The flaws in question are CVE-2019-17026 (Firefox) and CVE-2020-0674 (IE), which have been patched by Mozilla and Microsoft in early January and in February this year accordingly. Both vulnerabilities were exploited in attacks prior to the release of the patches.
The CVE-2019-17026 flaw is an “IonMonkey type confusion with StoreElementHole and FallibleStoreElement,” where IonMonkey is the Just-in-Time (JIT) compiler for Firefox’s SpiderMonkey JavaScript engine.
CVE-2020-0674 is a remote code execution vulnerability, which could be exploited by tricking a user into opening a specially crafted webpage.
According to Chinese cybersecurity firm Qihoo 360 who reported the attacks, the hackers exploited CVE-2019-17026 in Firefox along with the CVE-2020-0674 vulnerability.

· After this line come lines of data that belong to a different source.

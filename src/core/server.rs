//! Gateway server handle.
//!
//! `McpServer` ties the read-only tool registry and the dispatcher to the
//! transports. Both the streaming and direct channels call through this
//! handle; neither owns any tool state of its own.

use std::sync::Arc;

use serde_json::{Map, Value, json};

use crate::domains::tools::definitions::builtin_registry;
use crate::domains::tools::{Dispatcher, ResponseEnvelope, ToolCallRequest, ToolRegistry};

use super::config::Config;
use super::error::Result;

/// The gateway server handle shared across transports.
#[derive(Clone)]
pub struct McpServer {
    config: Arc<Config>,
    registry: Arc<ToolRegistry>,
    dispatcher: Dispatcher,
}

impl McpServer {
    /// Create a server with the builtin tools registered.
    ///
    /// Registration happens exactly once, here; the registry is read-only
    /// for the rest of the process lifetime.
    pub fn new(config: Config) -> Result<Self> {
        let config = Arc::new(config);
        let registry = Arc::new(builtin_registry()?);
        let dispatcher = Dispatcher::new(registry.clone(), config.clone());

        Ok(Self {
            config,
            registry,
            dispatcher,
        })
    }

    /// Get the server name.
    pub fn name(&self) -> &str {
        &self.config.server.name
    }

    /// Get the server version.
    pub fn version(&self) -> &str {
        &self.config.server.version
    }

    /// Get the server configuration.
    pub fn config(&self) -> &Arc<Config> {
        &self.config
    }

    /// Number of registered tools.
    pub fn tool_count(&self) -> usize {
        self.registry.len()
    }

    /// List all available tools as `tools/list` metadata objects.
    pub fn list_tools(&self) -> Vec<Value> {
        self.registry
            .definitions()
            .map(|definition| {
                json!({
                    "name": definition.name(),
                    "description": definition.description(),
                    "inputSchema": definition.schema().to_json_schema(),
                })
            })
            .collect()
    }

    /// Call a tool by name. Always yields an envelope; failures are
    /// folded into its text content by the dispatcher.
    pub async fn call_tool(&self, name: &str, arguments: Map<String, Value>) -> ResponseEnvelope {
        self.dispatcher
            .dispatch(ToolCallRequest {
                tool_name: name.to_string(),
                arguments,
            })
            .await
    }
}

#[cfg(test)]
mod tests {
    use super::*;

    fn server() -> McpServer {
        McpServer::new(Config::default()).unwrap()
    }

    fn args(value: Value) -> Map<String, Value> {
        value.as_object().cloned().unwrap_or_default()
    }

    #[test]
    fn test_list_tools_metadata() {
        let tools = server().list_tools();
        assert_eq!(tools.len(), 6);
        assert_eq!(tools[0]["name"], json!("add"));
        assert_eq!(tools[0]["inputSchema"]["type"], json!("object"));
    }

    #[tokio::test]
    async fn test_call_tool_add() {
        let envelope = server().call_tool("add", args(json!({"a": 2, "b": 3}))).await;
        assert_eq!(envelope.content[0].text, "5");
    }

    #[tokio::test]
    async fn test_every_tool_lists_a_schema() {
        for tool in server().list_tools() {
            assert!(tool["inputSchema"]["properties"].is_object());
        }
    }

    #[tokio::test]
    async fn test_unknown_tool_still_yields_envelope() {
        let envelope = server().call_tool("missing", Map::new()).await;
        assert_eq!(envelope.content.len(), 1);
    }
}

The experts have attributed the campaign to the threat actor known as DarkHotel, which the company tracks as APT-C-06. Qihoo says the group operates from East Asia and refers to it as the “Peninsula APT.”
Earlier this week Japan’s Computer Emergency Response Team Coordination Center (JPCERT/CC) has published a report detailing attacks exploiting both vulnerabilities and targeting Japanese entities.
According to the report, targeted users are directed to a malicious website set up to deliver exploits depending on the user’s browser. If the attack is successful, a proxy automatic configuration file (PAC file) is downloaded onto the victim’s machine. The PAC files are used to redirect requests made to specified websites through an external server under the control of the attackers.
The final payload used in the observed attacks is a Gh0st RAT, a popular tool used by attackers to control infected endpoints, originally attributed to threat actor groups in China. After the malware’s source code was made public several years ago it was used by multiple groups.
JPCERT said that the malware only gets executed on 64-bit Windows 7 and Windows 8.1 machines, but it does not appear to be compatible with Windows 10.